PROBLEM DESCRIPTION - Your answer must be an exact transcription of every entry.

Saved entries
|---|
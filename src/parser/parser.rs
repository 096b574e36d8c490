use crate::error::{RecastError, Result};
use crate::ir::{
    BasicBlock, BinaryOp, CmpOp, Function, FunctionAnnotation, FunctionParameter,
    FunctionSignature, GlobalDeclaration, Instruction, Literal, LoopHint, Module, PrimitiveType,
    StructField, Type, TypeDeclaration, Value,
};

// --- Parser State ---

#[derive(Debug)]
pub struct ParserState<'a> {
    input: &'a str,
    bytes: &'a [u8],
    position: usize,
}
|---|
OUTPUT OF THE TASK -
filename src/parser/parser.rs
repository 096b574e36d8c490
use crate::error::{RecastError, Result};
use crate::ir::{
    BasicBlock, BinaryOp, CmpOp, Function, FunctionAnnotation, FunctionParameter,
    FunctionSignature, GlobalDeclaration, Instruction, Literal, LoopHint, Module, PrimitiveType,
    StructField, Type, TypeDeclaration, Value,
};

// --- Parser State ---

#[derive(Debug)]
pub struct ParserState<'a> {
    input: &'a str,
    bytes: &'a [u8],
    position: usize,
}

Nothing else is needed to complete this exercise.